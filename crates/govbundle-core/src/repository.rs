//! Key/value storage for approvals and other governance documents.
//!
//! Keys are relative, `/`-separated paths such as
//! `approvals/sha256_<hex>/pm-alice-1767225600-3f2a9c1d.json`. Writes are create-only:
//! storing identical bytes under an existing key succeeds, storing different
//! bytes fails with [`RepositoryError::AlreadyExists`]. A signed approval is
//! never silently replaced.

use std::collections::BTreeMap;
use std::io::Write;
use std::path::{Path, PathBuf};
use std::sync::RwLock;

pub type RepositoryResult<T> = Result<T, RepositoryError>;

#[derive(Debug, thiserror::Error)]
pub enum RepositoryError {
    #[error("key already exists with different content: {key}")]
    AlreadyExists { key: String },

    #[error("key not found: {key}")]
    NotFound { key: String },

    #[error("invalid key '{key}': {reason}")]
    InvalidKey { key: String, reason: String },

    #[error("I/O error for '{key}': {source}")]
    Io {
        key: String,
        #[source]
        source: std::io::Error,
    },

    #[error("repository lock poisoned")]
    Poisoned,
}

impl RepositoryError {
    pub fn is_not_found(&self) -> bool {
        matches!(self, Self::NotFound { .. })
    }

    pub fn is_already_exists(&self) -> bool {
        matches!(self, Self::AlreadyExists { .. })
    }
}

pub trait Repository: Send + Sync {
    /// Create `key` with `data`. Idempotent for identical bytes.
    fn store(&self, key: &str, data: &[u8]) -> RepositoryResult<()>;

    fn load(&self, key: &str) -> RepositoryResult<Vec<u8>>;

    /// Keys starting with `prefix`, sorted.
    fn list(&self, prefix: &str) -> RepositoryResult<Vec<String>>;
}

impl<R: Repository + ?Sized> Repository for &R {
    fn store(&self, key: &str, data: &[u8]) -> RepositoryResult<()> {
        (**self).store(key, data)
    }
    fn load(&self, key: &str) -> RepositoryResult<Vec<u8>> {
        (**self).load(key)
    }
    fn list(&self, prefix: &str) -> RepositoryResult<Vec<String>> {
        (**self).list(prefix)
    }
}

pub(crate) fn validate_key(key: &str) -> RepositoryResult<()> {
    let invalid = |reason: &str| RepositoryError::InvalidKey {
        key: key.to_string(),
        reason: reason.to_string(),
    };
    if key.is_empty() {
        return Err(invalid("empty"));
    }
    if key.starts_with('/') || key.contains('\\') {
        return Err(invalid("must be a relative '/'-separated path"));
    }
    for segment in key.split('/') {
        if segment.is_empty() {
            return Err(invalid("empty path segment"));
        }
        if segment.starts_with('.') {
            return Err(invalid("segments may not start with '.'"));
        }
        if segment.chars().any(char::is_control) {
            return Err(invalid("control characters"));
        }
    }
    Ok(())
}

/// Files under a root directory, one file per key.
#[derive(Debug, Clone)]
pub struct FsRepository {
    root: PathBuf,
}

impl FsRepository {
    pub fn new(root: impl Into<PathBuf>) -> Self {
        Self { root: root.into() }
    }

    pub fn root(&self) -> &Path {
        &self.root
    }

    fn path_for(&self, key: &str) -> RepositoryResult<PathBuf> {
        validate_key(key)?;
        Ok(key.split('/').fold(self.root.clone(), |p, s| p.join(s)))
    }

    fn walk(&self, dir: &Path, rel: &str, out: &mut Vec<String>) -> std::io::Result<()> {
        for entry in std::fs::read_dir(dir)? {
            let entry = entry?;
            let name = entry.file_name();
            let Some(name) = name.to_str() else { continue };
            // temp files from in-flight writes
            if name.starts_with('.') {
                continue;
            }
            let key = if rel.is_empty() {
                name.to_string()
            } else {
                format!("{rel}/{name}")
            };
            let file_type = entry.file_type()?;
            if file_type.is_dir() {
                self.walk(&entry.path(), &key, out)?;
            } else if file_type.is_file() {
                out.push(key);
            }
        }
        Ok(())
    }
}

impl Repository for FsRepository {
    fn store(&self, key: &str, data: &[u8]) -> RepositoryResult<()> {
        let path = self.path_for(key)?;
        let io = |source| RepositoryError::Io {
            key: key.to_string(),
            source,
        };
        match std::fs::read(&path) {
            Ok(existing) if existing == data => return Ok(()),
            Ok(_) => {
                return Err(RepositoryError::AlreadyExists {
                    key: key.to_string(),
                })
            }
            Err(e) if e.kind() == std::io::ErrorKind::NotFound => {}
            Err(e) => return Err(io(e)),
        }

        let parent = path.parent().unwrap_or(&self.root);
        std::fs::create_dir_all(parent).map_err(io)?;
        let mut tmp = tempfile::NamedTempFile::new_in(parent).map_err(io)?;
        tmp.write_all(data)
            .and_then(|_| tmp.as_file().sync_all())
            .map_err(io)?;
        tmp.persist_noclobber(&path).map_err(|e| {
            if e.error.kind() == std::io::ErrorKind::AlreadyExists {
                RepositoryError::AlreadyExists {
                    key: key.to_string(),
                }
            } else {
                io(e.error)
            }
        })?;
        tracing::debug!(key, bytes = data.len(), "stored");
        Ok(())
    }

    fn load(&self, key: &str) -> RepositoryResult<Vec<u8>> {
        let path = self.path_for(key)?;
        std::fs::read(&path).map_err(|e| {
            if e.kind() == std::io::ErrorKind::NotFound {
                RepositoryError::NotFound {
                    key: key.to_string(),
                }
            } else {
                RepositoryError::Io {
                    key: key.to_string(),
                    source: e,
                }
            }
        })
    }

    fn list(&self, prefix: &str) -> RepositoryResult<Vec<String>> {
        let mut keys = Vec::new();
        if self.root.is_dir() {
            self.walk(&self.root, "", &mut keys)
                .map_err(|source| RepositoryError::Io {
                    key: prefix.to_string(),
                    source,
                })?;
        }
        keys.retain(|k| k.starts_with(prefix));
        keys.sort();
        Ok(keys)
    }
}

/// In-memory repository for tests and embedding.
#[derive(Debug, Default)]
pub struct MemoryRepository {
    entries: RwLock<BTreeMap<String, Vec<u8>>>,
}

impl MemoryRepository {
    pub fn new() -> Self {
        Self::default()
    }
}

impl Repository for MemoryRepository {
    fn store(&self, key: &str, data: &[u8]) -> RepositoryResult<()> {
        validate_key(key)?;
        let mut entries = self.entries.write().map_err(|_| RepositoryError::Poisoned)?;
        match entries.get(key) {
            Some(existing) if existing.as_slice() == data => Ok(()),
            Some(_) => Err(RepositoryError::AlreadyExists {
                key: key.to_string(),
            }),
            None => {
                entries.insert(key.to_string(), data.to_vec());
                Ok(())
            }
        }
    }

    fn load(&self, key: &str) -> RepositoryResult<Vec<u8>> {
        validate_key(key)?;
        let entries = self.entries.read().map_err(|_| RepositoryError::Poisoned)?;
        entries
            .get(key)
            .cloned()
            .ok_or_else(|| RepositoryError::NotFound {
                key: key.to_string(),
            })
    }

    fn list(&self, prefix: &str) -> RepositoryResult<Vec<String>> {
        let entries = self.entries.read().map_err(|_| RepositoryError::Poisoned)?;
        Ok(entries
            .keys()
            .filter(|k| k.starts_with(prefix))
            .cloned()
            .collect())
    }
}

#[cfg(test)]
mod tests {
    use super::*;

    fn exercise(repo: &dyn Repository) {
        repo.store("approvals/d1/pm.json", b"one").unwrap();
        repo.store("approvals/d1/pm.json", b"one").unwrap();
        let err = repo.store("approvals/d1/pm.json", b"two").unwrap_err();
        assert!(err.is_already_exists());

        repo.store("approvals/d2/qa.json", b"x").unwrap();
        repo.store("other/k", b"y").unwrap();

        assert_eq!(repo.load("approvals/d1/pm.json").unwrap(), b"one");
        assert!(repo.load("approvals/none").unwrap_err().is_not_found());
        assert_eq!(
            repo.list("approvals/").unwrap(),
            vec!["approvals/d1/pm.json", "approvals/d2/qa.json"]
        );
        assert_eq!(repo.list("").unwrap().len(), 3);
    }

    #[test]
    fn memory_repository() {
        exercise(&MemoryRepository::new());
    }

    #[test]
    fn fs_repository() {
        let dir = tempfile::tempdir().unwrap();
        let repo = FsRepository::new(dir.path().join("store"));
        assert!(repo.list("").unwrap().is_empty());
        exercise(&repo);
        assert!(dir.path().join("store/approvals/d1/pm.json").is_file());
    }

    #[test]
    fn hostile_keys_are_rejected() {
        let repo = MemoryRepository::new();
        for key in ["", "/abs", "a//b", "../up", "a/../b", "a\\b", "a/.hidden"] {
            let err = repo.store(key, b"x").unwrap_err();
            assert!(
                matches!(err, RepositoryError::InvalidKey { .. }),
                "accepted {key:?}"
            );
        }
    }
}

※ ※ ※

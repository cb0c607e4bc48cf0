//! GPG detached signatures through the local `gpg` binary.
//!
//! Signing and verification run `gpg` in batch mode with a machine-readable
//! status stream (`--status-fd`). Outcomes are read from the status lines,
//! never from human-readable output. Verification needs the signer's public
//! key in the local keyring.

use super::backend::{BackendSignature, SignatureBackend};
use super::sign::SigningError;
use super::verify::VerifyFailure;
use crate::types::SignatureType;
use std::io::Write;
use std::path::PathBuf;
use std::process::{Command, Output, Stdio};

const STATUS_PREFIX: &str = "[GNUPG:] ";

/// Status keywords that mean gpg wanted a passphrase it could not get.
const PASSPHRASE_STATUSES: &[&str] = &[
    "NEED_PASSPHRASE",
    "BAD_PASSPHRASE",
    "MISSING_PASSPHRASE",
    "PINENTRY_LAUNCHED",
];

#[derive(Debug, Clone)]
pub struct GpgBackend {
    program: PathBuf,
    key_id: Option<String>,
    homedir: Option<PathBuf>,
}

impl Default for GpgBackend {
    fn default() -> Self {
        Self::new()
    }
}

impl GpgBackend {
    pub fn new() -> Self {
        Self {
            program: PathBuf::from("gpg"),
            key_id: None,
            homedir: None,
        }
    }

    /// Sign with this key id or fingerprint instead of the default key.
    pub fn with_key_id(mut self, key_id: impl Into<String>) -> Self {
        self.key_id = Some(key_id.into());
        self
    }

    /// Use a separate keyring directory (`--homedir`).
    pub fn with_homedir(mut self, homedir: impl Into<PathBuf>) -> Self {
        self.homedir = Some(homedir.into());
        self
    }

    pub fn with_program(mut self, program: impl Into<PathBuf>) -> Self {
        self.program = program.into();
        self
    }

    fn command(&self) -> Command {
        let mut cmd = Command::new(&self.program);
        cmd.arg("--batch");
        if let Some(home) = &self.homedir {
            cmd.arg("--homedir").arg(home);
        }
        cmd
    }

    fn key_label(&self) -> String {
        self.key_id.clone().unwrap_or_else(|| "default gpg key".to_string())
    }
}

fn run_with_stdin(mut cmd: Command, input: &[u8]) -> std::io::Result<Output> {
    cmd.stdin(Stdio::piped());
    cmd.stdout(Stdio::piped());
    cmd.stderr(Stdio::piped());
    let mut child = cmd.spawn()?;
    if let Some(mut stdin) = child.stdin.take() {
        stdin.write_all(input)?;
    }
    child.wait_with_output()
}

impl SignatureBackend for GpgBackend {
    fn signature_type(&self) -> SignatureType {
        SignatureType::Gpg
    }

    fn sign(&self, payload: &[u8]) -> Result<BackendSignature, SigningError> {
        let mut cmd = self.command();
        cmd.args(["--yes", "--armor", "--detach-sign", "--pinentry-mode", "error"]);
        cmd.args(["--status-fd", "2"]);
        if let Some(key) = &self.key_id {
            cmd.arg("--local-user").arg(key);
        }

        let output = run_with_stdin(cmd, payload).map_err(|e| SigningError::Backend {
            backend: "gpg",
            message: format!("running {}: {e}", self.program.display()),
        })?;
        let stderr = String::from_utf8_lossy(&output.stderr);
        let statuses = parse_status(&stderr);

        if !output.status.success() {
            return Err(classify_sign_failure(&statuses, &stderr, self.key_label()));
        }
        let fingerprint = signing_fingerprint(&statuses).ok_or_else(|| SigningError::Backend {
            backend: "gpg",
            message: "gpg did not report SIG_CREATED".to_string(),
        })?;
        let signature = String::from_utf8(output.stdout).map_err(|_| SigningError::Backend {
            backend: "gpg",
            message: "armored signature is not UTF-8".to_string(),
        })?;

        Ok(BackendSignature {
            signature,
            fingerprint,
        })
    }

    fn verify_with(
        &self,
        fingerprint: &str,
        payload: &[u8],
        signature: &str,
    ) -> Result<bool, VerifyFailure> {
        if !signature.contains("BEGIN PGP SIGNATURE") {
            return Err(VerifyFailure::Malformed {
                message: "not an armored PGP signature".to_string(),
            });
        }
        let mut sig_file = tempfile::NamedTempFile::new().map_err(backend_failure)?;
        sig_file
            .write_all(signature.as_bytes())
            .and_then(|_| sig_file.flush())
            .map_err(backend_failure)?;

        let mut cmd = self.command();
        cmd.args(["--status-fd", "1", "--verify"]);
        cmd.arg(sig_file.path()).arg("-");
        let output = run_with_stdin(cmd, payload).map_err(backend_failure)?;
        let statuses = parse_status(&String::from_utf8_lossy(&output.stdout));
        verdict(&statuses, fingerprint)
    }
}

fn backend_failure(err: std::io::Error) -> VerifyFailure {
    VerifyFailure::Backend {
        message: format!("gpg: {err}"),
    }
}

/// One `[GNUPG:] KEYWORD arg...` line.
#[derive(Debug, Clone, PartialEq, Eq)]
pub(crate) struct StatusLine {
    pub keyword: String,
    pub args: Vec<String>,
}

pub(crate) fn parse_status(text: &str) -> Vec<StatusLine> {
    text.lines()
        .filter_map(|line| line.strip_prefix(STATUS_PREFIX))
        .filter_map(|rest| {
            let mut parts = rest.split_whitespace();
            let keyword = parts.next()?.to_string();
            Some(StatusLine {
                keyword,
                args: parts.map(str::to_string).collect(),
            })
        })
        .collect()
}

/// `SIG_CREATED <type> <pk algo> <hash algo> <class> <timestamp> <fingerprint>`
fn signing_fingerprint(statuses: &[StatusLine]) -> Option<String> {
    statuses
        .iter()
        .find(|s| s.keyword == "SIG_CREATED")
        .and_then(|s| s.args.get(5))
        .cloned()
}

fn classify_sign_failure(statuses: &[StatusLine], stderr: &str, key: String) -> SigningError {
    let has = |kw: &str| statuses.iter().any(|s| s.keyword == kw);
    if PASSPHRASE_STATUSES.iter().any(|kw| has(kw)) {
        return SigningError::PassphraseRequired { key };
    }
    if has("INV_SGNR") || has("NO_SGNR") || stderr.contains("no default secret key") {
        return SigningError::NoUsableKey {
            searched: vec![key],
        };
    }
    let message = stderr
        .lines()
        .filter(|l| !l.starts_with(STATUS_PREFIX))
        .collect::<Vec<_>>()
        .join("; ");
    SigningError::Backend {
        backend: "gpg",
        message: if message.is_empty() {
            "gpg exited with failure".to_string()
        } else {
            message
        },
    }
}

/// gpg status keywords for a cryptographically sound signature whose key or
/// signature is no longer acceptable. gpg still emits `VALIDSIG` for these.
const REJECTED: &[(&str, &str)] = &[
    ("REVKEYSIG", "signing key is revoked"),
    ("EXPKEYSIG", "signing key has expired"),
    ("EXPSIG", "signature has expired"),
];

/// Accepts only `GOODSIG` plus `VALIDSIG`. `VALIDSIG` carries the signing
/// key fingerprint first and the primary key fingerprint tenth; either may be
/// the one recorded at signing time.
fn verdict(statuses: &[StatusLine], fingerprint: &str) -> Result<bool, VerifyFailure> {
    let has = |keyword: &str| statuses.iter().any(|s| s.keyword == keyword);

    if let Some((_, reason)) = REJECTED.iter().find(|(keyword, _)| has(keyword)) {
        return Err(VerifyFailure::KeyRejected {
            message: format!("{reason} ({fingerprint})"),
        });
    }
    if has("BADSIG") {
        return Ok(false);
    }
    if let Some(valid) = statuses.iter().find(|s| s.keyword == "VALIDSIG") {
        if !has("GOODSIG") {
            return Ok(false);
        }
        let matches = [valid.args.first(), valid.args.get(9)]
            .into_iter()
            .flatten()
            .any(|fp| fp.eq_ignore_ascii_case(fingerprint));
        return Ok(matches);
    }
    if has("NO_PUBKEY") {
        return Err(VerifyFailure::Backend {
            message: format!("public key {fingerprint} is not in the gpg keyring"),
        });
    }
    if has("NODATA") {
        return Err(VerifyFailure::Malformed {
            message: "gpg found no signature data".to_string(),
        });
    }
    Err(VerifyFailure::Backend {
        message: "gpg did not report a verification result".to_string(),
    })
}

※ ※ ※

→ Directions: Each line in the data that holds the string "under" needs to be copied.

→ Response:
//! storing identical bytes under an existing key succeeds, storing different
/// Files under a root directory, one file per key.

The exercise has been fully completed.